Canada’s August federal deficit down to $300 million from $2 billion

Canada’s federal deficit plunged to $300 million in August from $2 billion in the same month in 2013, the Department of Finance’s monthly Fiscal Monitor showed on Friday. Expense cuts of $1.6 billion more than offset August’s decline in revenue.

According to the Department of Finance, the federal deficit for the first five months of this fiscal year, which starts in April, was $1.1 billion, versus $6.6 billion for the Apr-Aug period in 2013.

The government forecasts (also a target) that in 2015, an election year, it will have a surplus, i.e. the federal government will reach a point where its spending is lower than revenue.

Figures so far this year suggest the target will be met on time.

August tax revenues increased by $700 million, but corporate tax income declined by $1.2 billion.

Income from excise tax and duties increased by 14.3% ($500 million), which was mainly due to a $400 million rise in goods and services tax (GST) revenue.

Canada Trade Deficit Apr-Aug 2014

(Source: Department of Finance, Canada)

Employment insurance (EI) earnings rose by $100 million because workers were paid more.

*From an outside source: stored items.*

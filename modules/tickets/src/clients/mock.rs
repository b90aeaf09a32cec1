//! In-memory clients recording every call, for component tests and local runs.

use super::{ClientError, ReceiptsService, SpreadsheetsService};
use crate::entities::{IssueReceiptRequest, IssueReceiptResponse};
use async_trait::async_trait;
use chrono::Utc;
use event_bus::MessageContext;
use std::collections::HashMap;
use std::sync::{Mutex, PoisonError};
use uuid::Uuid;

#[derive(Debug, Default)]
pub struct ReceiptsMock {
    issued: Mutex<Vec<IssueReceiptRequest>>,
}

impl ReceiptsMock {
    pub fn new() -> Self {
        Self::default()
    }

    pub fn issued_receipts(&self) -> Vec<IssueReceiptRequest> {
        self.issued
            .lock()
            .unwrap_or_else(PoisonError::into_inner)
            .clone()
    }
}

#[async_trait]
impl ReceiptsService for ReceiptsMock {
    async fn issue_receipt(
        &self,
        _ctx: &MessageContext,
        request: IssueReceiptRequest,
    ) -> Result<IssueReceiptResponse, ClientError> {
        self.issued
            .lock()
            .unwrap_or_else(PoisonError::into_inner)
            .push(request);

        Ok(IssueReceiptResponse {
            receipt_number: Uuid::new_v4().to_string(),
            issued_at: Utc::now(),
        })
    }
}

#[derive(Debug, Default)]
pub struct SpreadsheetsMock {
    rows: Mutex<HashMap<String, Vec<Vec<String>>>>,
}

impl SpreadsheetsMock {
    pub fn new() -> Self {
        Self::default()
    }

    /// Rows appended to `sheet`, in order
    pub fn rows(&self, sheet: &str) -> Vec<Vec<String>> {
        self.rows
            .lock()
            .unwrap_or_else(PoisonError::into_inner)
            .get(sheet)
            .cloned()
            .unwrap_or_default()
    }
}

#[async_trait]
impl SpreadsheetsService for SpreadsheetsMock {
    async fn append_row(
        &self,
        _ctx: &MessageContext,
        sheet: &str,
        row: Vec<String>,
    ) -> Result<(), ClientError> {
        self.rows
            .lock()
            .unwrap_or_else(PoisonError::into_inner)
            .entry(sheet.to_string())
            .or_default()
            .push(row);
        Ok(())
    }
}
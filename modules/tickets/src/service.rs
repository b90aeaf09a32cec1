//! Wires the message router and the HTTP ingress into one runnable service.

use crate::bus::{consumer_group, Bus};
use crate::clients::{ReceiptsService, SpreadsheetsService};
use crate::handlers::{message_guard, TicketHandlers};
use crate::http::{self, AppState};
use event_bus::consumer_retry::{RetryConfig, RetryConfigError};
use event_bus::{BusError, Subscriber};
use event_consumer::{
    default_middlewares, CorrelationPublisher, EventProcessor, EventProcessorConfig,
    EventPublisher, ProcessorError, Router, RouterError, SubscriberParams,
};
use std::sync::Arc;
use tokio::net::TcpListener;
use tokio_util::sync::CancellationToken;
use tracing::{error, info};

#[derive(Debug, thiserror::Error)]
pub enum ServiceError {
    #[error("invalid retry policy: {0}")]
    Retry(#[from] RetryConfigError),

    #[error("failed to register handlers: {0}")]
    Wiring(#[from] ProcessorError),

    #[error("message router failed: {0}")]
    Router(#[from] RouterError),

    #[error("HTTP server failed: {0}")]
    Http(#[from] std::io::Error),
}

/// Everything the service needs from the outside world
pub struct ServiceDeps {
    pub bus: Bus,
    pub receipts: Arc<dyn ReceiptsService>,
    pub spreadsheets: Arc<dyn SpreadsheetsService>,
    pub retry: RetryConfig,
    pub consumer_group_prefix: String,
}

pub struct Service {
    router: Arc<Router>,
    app: axum::Router,
}

impl Service {
    pub fn new(deps: ServiceDeps) -> Result<Self, ServiceError> {
        let ServiceDeps {
            bus,
            receipts,
            spreadsheets,
            retry,
            consumer_group_prefix,
        } = deps;

        let events = EventPublisher::new(Arc::new(CorrelationPublisher::new(bus.publisher())));

        let mut router = Router::new();
        for middleware in default_middlewares(retry)? {
            router.add_middleware(middleware);
        }

        let subscriber_bus = bus.clone();
        let config = EventProcessorConfig {
            subscriber_constructor: Arc::new(move |params: SubscriberParams<'_>| {
                let subscriber: Arc<dyn Subscriber> = subscriber_bus
                    .subscriber(consumer_group(&consumer_group_prefix, params.handler_name));
                Ok::<_, BusError>(subscriber)
            }),
            guard: message_guard(),
            publisher: Some(events.clone()),
        };

        let handlers = TicketHandlers::new(receipts, spreadsheets);
        EventProcessor::new(&mut router, config).add_handlers(handlers.event_handlers())?;

        let app = http::router(AppState { events });

        Ok(Self {
            router: Arc::new(router),
            app,
        })
    }

    /// Run until `shutdown` is cancelled or either half fails
    ///
    /// The HTTP server accepts connections only after the router is running,
    /// so the service never reports healthy before it can consume. A failure
    /// of either half cancels the other.
    pub async fn run(
        self,
        listener: TcpListener,
        shutdown: CancellationToken,
    ) -> Result<(), ServiceError> {
        let Service { router, app } = self;

        let router_half = {
            let router = router.clone();
            let shutdown = shutdown.clone();
            async move {
                let result = router.run(shutdown.clone()).await;
                if let Err(e) = &result {
                    error!(error = %e, "Message router stopped with error");
                    shutdown.cancel();
                }
                result.map_err(ServiceError::from)
            }
        };

        let http_half = {
            let running = router.running();
            let shutdown = shutdown.clone();
            async move {
                tokio::select! {
                    _ = running.wait() => {}
                    _ = shutdown.cancelled() => return Ok(()),
                }

                info!(addr = ?listener.local_addr().ok(), "HTTP server listening");
                let graceful = shutdown.clone();
                let result = axum::serve(listener, app)
                    .with_graceful_shutdown(async move { graceful.cancelled().await })
                    .await;
                if let Err(e) = &result {
                    error!(error = %e, "HTTP server stopped with error");
                    shutdown.cancel();
                }
                result.map_err(ServiceError::from)
            }
        };

        let (router_result, http_result) = tokio::join!(router_half, http_half);
        router_result?;
        http_result?;

        info!("Service stopped");
        Ok(())
    }
}
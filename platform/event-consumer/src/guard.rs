//! Pre-decode checks applied to every message an event handler receives.

use event_bus::{BusMessage, TYPE_METADATA_KEY};
use std::collections::HashSet;

/// What to do with a message before it is decoded
#[derive(Debug, Clone, PartialEq, Eq)]
pub enum GuardDecision {
    Process,
    /// The uuid is on the poison list; ack without handling
    SkipPoison,
    /// The `type` metadata does not name the expected event; ack without handling
    SkipTypeMismatch { found: String },
}

/// Poison list and type filter shared by all event handlers
#[derive(Debug, Clone, Default)]
pub struct MessageGuard {
    poison_ids: HashSet<String>,
}

impl MessageGuard {
    pub fn new() -> Self {
        Self::default()
    }

    pub fn with_poison_ids<I, S>(ids: I) -> Self
    where
        I: IntoIterator<Item = S>,
        S: Into<String>,
    {
        Self {
            poison_ids: ids.into_iter().map(Into::into).collect(),
        }
    }

    pub fn is_poison(&self, uuid: &str) -> bool {
        self.poison_ids.contains(uuid)
    }

    /// Poison check first, then the type check
    ///
    /// A message without `type` metadata counts as a mismatch.
    pub fn check(&self, msg: &BusMessage, expected_type: &str) -> GuardDecision {
        if self.is_poison(&msg.uuid) {
            return GuardDecision::SkipPoison;
        }

        let found = msg.metadata.get(TYPE_METADATA_KEY);
        if found != expected_type {
            return GuardDecision::SkipTypeMismatch {
                found: found.to_string(),
            };
        }

        GuardDecision::Process
    }
}
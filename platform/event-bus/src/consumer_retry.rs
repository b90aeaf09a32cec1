//! Consumer retry logic with exponential backoff
//!
//! Retries a failing operation in-process before the failure is handed back
//! to the transport as a negative acknowledgement.

use std::time::Duration;
use tokio::time::sleep;
use tracing::{debug, warn};

/// Configuration for retry behavior
#[derive(Debug, Clone, PartialEq)]
pub struct RetryConfig {
    /// Maximum number of retries after the first attempt
    pub max_retries: u32,
    /// Backoff before the first retry
    pub initial_interval: Duration,
    /// Cap on any single backoff
    pub max_interval: Duration,
    /// Growth factor applied to the backoff after each retry
    pub multiplier: f64,
}

impl Default for RetryConfig {
    fn default() -> Self {
        Self {
            max_retries: 10,
            initial_interval: Duration::from_millis(100),
            max_interval: Duration::from_secs(1),
            multiplier: 2.0,
        }
    }
}

/// Invalid retry configuration
#[derive(Debug, Clone, PartialEq, thiserror::Error)]
pub enum RetryConfigError {
    #[error("multiplier must be a finite number >= 1.0, got {0}")]
    InvalidMultiplier(f64),

    #[error("max_interval ({max:?}) must not be shorter than initial_interval ({initial:?})")]
    IntervalOrder { initial: Duration, max: Duration },
}

impl RetryConfig {
    pub fn validate(&self) -> Result<(), RetryConfigError> {
        if !self.multiplier.is_finite() || self.multiplier < 1.0 {
            return Err(RetryConfigError::InvalidMultiplier(self.multiplier));
        }
        if self.max_interval < self.initial_interval {
            return Err(RetryConfigError::IntervalOrder {
                initial: self.initial_interval,
                max: self.max_interval,
            });
        }
        Ok(())
    }

    /// Backoff schedule described by this config
    pub fn backoff(&self) -> ExponentialBackoff {
        ExponentialBackoff {
            next: self.initial_interval,
            max: self.max_interval,
            multiplier: self.multiplier,
        }
    }
}

/// Non-decreasing backoff intervals: `initial * multiplier^n`, capped at `max`
#[derive(Debug, Clone)]
pub struct ExponentialBackoff {
    next: Duration,
    max: Duration,
    multiplier: f64,
}

impl Iterator for ExponentialBackoff {
    type Item = Duration;

    fn next(&mut self) -> Option<Duration> {
        let current = std::cmp::min(self.next, self.max);
        let grown = self.next.as_secs_f64() * self.multiplier;
        // NaN or negative growth saturates at the cap
        self.next = if grown >= self.max.as_secs_f64() {
            self.max
        } else {
            Duration::try_from_secs_f64(grown).unwrap_or(self.max)
        };
        Some(current)
    }
}

/// Retry a fallible async operation with exponential backoff
///
/// # Arguments
/// * `operation` - The async operation to retry
/// * `config` - Retry configuration
/// * `context` - Context string for logging (e.g., the handler name)
///
/// # Returns
/// * `Ok(T)` if the operation succeeds within `max_retries + 1` attempts
/// * `Err(E)` with the last error once retries are exhausted
///
/// # Example
/// ```rust
/// use event_bus::consumer_retry::{retry_with_backoff, RetryConfig};
///
/// # async fn example() -> Result<(), String> {
/// let config = RetryConfig::default();
/// let result = retry_with_backoff(
///     || async { Ok::<_, String>(42) },
///     &config,
///     "example_operation"
/// ).await?;
/// # Ok(())
/// # }
/// ```
pub async fn retry_with_backoff<F, Fut, T, E>(
    operation: F,
    config: &RetryConfig,
    context: &str,
) -> Result<T, E>
where
    F: Fn() -> Fut,
    Fut: std::future::Future<Output = Result<T, E>>,
    E: std::fmt::Display,
{
    let mut retries = 0;
    let mut backoff = config.backoff();

    loop {
        match operation().await {
            Ok(result) => {
                if retries > 0 {
                    debug!(
                        context = %context,
                        retries = retries,
                        "Operation succeeded after retry"
                    );
                }
                return Ok(result);
            }
            Err(e) => {
                if retries >= config.max_retries {
                    warn!(
                        context = %context,
                        retries = retries,
                        error = %e,
                        "Operation failed after max retries"
                    );
                    return Err(e);
                }

                let wait = backoff.next().unwrap_or(config.max_interval);
                retries += 1;

                warn!(
                    context = %context,
                    retry = retries,
                    max_retries = config.max_retries,
                    backoff_ms = wait.as_millis() as u64,
                    error = %e,
                    "Operation failed, retrying with backoff"
                );

                sleep(wait).await;
            }
        }
    }
}
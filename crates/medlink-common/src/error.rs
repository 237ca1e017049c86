//! Common error types for Medlink components.

use thiserror::Error;

/// Common errors across Medlink components
#[derive(Debug, Error)]
pub enum MedlinkError {
    /// Frame could not be decoded, or a required field is missing
    #[error("Malformed message: {0}")]
    MalformedMessage(String),

    /// Well-formed frame carrying a kind the hub does not route
    #[error("Unknown message kind: {0}")]
    UnknownKind(String),

    /// Routing message received before the connection registered
    #[error("Connection not registered: {0}")]
    PreAuth(String),

    /// Outbound frame could not be encoded
    #[error("Encode error: {0}")]
    Encode(String),
}

impl MedlinkError {
    /// Stable machine-readable reason, sent to clients in `error` frames
    pub fn reason(&self) -> &'static str {
        match self {
            Self::MalformedMessage(_) => "malformedMessage",
            Self::UnknownKind(_) => "unknownKind",
            Self::PreAuth(_) => "notRegistered",
            Self::Encode(_) => "encode",
        }
    }

    /// Returns true if the client should be told about this error.
    ///
    /// Only per-message rejections are reported back; encoding failures
    /// concern the hub's side of the socket.
    pub fn is_client_facing(&self) -> bool {
        matches!(
            self,
            Self::MalformedMessage(_) | Self::UnknownKind(_) | Self::PreAuth(_)
        )
    }
}

impl From<serde_json::Error> for MedlinkError {
    fn from(err: serde_json::Error) -> Self {
        Self::MalformedMessage(err.to_string())
    }
}

#[cfg(test)]
mod tests {
    use super::*;

    #[test]
    fn test_reasons_are_stable() {
        let cases = [
            (MedlinkError::MalformedMessage("x".into()), "malformedMessage", true),
            (MedlinkError::UnknownKind("x".into()), "unknownKind", true),
            (MedlinkError::PreAuth("x".into()), "notRegistered", true),
            (MedlinkError::Encode("x".into()), "encode", false),
        ];
        for (err, reason, client_facing) in cases {
            assert_eq!(err.reason(), reason);
            assert_eq!(err.is_client_facing(), client_facing, "{err}");
        }
    }

    #[test]
    fn test_json_errors_are_malformed() {
        let err: MedlinkError = serde_json::from_str::<serde_json::Value>("{").unwrap_err().into();
        assert!(matches!(err, MedlinkError::MalformedMessage(_)));
    }
}
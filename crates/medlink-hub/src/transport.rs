//! WebSocket transport adapter.
//!
//! Turns one upgraded socket into hub events (`connect`, frames,
//! `disconnect`) and drains the connection's egress queue back onto the
//! socket. The wire encoding is a [`WireCodec`]; `/ws` and `/events` differ
//! only in which codec they hand in.

use axum::{
    extract::{
        State,
        ws::{Message, WebSocket, WebSocketUpgrade},
    },
    response::Response,
};
use futures::{
    sink::{Sink, SinkExt},
    stream::StreamExt,
};
use medlink_common::{EventFrameCodec, JsonEnvelopeCodec, MedlinkError, ServerMessage, WireCodec};
use std::fmt;
use std::sync::Arc;
use tokio::sync::mpsc;
use tracing::{debug, error, info};

use crate::channel::ConnectionId;
use crate::hub::Hub;
use crate::state::AppState;

/// `GET /ws`: JSON-enveloped frames
pub async fn json_envelope_ws(State(state): State<AppState>, ws: WebSocketUpgrade) -> Response {
    upgrade(state, ws, Arc::new(JsonEnvelopeCodec))
}

/// `GET /events`: event-framed arrays
pub async fn event_frame_ws(State(state): State<AppState>, ws: WebSocketUpgrade) -> Response {
    upgrade(state, ws, Arc::new(EventFrameCodec))
}

/// Messages between `max_frame_bytes` and this much beyond it are read and
/// answered with an `error` frame; anything larger is refused by the socket
/// and ends the connection.
const OVERSIZE_HEADROOM_BYTES: usize = 64 * 1024;

fn read_ceiling(max_frame_bytes: usize) -> usize {
    max_frame_bytes.saturating_add(OVERSIZE_HEADROOM_BYTES)
}

fn upgrade(state: AppState, ws: WebSocketUpgrade, codec: Arc<dyn WireCodec>) -> Response {
    let hub = state.hub.clone();
    let max_frame_bytes = state.config.transport.max_frame_bytes;
    let ceiling = read_ceiling(max_frame_bytes);
    ws.max_message_size(ceiling)
        .max_frame_size(ceiling)
        .on_upgrade(move |socket| serve_connection(socket, hub, codec, max_frame_bytes))
}

/// Encode queued messages onto `sink` until the queue closes or a write
/// fails. Returning drops `rx`, so later hub sends see `Closed`.
async fn drain_egress<S>(
    mut sink: S,
    mut rx: mpsc::Receiver<ServerMessage>,
    codec: Arc<dyn WireCodec>,
    conn_id: ConnectionId,
) where
    S: Sink<Message> + Unpin,
    S::Error: fmt::Display,
{
    while let Some(message) = rx.recv().await {
        let text = match message.to_frame().and_then(|frame| codec.encode(&frame)) {
            Ok(text) => text,
            Err(e) => {
                error!(conn_id = %conn_id, kind = message.kind(), error = %e, "Failed to encode frame");
                continue;
            }
        };
        if let Err(e) = sink.send(Message::Text(text.into())).await {
            debug!(conn_id = %conn_id, kind = message.kind(), error = %e, "WebSocket write failed");
            break;
        }
    }
    let _ = sink.close().await;
}

/// Run one connection until the peer goes away
pub async fn serve_connection(
    socket: WebSocket,
    hub: Arc<Hub>,
    codec: Arc<dyn WireCodec>,
    max_frame_bytes: usize,
) {
    let (channel, rx) = hub.connect();
    let conn_id = channel.id();
    info!(conn_id = %conn_id, codec = codec.name(), "New hub connection");

    let (ws_sender, mut ws_receiver) = socket.split();

    // Egress: single writer per connection keeps per-peer order
    let writer = tokio::spawn(drain_egress(ws_sender, rx, codec.clone(), conn_id));

    // Ingress
    while let Some(result) = ws_receiver.next().await {
        match result {
            Ok(Message::Text(text)) => {
                let text = text.as_str();
                if text.len() > max_frame_bytes {
                    hub.metrics().frame_received();
                    hub.reject(
                        &channel,
                        &MedlinkError::MalformedMessage(format!(
                            "frame of {} bytes exceeds limit of {max_frame_bytes}",
                            text.len()
                        )),
                    );
                    continue;
                }

                match codec.decode(text) {
                    Ok(frame) => hub.on_frame(&channel, frame).await,
                    Err(e) => {
                        hub.metrics().frame_received();
                        hub.reject(&channel, &e);
                    }
                }
            }
            Ok(Message::Binary(_)) => {
                hub.metrics().frame_received();
                hub.reject(
                    &channel,
                    &MedlinkError::MalformedMessage("binary frames are not supported".to_string()),
                );
            }
            Ok(Message::Close(_)) => break,
            Ok(Message::Ping(_)) | Ok(Message::Pong(_)) => {}
            Err(e) => {
                debug!(conn_id = %conn_id, error = %e, "WebSocket read error");
                break;
            }
        }
    }

    hub.on_disconnect(conn_id).await;
    drop(channel);
    writer.abort();

    info!(conn_id = %conn_id, "Hub connection closed");
}
//! Wire encodings for hub connections.
//!
//! Two framings are in use by hospital clients:
//!
//! ```text
//! JSON envelope:  {"type": "connectionRequest", "payload": {"fromId": "h1", "toId": "h2"}}
//! Event frame:    ["connectionRequest", {"fromId": "h1", "toId": "h2"}]
//! ```
//!
//! Both decode into the same [`Frame`], so everything above the codec is
//! transport-agnostic.

use serde::{Deserialize, Serialize};
use serde_json::{Map, Value};

use crate::error::MedlinkError;
use crate::protocol::Frame;

/// A text-frame encoding for one connection
pub trait WireCodec: Send + Sync + 'static {
    /// Short name used in logs
    fn name(&self) -> &'static str;

    fn decode(&self, text: &str) -> Result<Frame, MedlinkError>;

    fn encode(&self, frame: &Frame) -> Result<String, MedlinkError>;
}

/// `{"type": kind, "payload": ...}`
#[derive(Debug, Clone, Copy, Default)]
pub struct JsonEnvelopeCodec;

#[derive(Deserialize)]
struct Envelope {
    #[serde(rename = "type")]
    kind: String,
    #[serde(default)]
    payload: Option<Value>,
    /// Flat-shape fields (`{"type": ..., "fromHospitalId": ...}`)
    #[serde(flatten)]
    rest: Map<String, Value>,
}

#[derive(Serialize)]
struct EnvelopeRef<'a> {
    #[serde(rename = "type")]
    kind: &'a str,
    payload: &'a Value,
}

impl WireCodec for JsonEnvelopeCodec {
    fn name(&self) -> &'static str {
        "json-envelope"
    }

    fn decode(&self, text: &str) -> Result<Frame, MedlinkError> {
        let envelope: Envelope = serde_json::from_str(text)?;
        let payload = match envelope.payload {
            Some(payload) => payload,
            None if envelope.rest.is_empty() => Value::Null,
            None => Value::Object(envelope.rest),
        };
        Ok(Frame::new(envelope.kind, payload))
    }

    fn encode(&self, frame: &Frame) -> Result<String, MedlinkError> {
        let envelope = EnvelopeRef {
            kind: &frame.kind,
            payload: &frame.payload,
        };
        serde_json::to_string(&envelope).map_err(|e| MedlinkError::Encode(e.to_string()))
    }
}

/// `["kind", payload]`
#[derive(Debug, Clone, Copy, Default)]
pub struct EventFrameCodec;

impl WireCodec for EventFrameCodec {
    fn name(&self) -> &'static str {
        "event-frame"
    }

    fn decode(&self, text: &str) -> Result<Frame, MedlinkError> {
        let value: Value = serde_json::from_str(text)?;
        let Value::Array(mut parts) = value else {
            return Err(MedlinkError::MalformedMessage(
                "event frame must be a JSON array".to_string(),
            ));
        };

        if parts.is_empty() || parts.len() > 2 {
            return Err(MedlinkError::MalformedMessage(format!(
                "event frame must have 1 or 2 elements, got {}",
                parts.len()
            )));
        }

        let payload = if parts.len() == 2 {
            parts.pop().unwrap_or(Value::Null)
        } else {
            Value::Null
        };

        match parts.pop() {
            Some(Value::String(kind)) => Ok(Frame::new(kind, payload)),
            _ => Err(MedlinkError::MalformedMessage(
                "event name must be a string".to_string(),
            )),
        }
    }

    fn encode(&self, frame: &Frame) -> Result<String, MedlinkError> {
        serde_json::to_string(&(&frame.kind, &frame.payload))
            .map_err(|e| MedlinkError::Encode(e.to_string()))
    }
}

Transfers to people, including children’s benefits, EI and elderly payments grew by 2.4% ($100 million). Payments to other levels of government went up by $200 million.

For the April-August period, personal income taxes totaled $53.2 billion, compared $50.9 billion for the same period last year. Corporate income tax came in at $12.3 billion versus $11.4 billion in 2013.

Canada’s economy shrank in August

On Friday, Statistics Canada surprised analysts when it informed that the country’s economy shrank by -0.1% in August, after posting zero growth in July, +0.5% in June and +0.3% in May.

Economists, as well as the Bank of Canada, had expected August’s GDP growth figure to come in at 0%, but not a contraction. The Canadian dollar fell on the news.

According to the Governor of the Bank of Canada, Stephen Poloz, sluggish business investment and weak exports are bearing down on growth. Analysts believe exports will pick up later on this year as the US economy, Canada’s biggest foreign market, accelerates.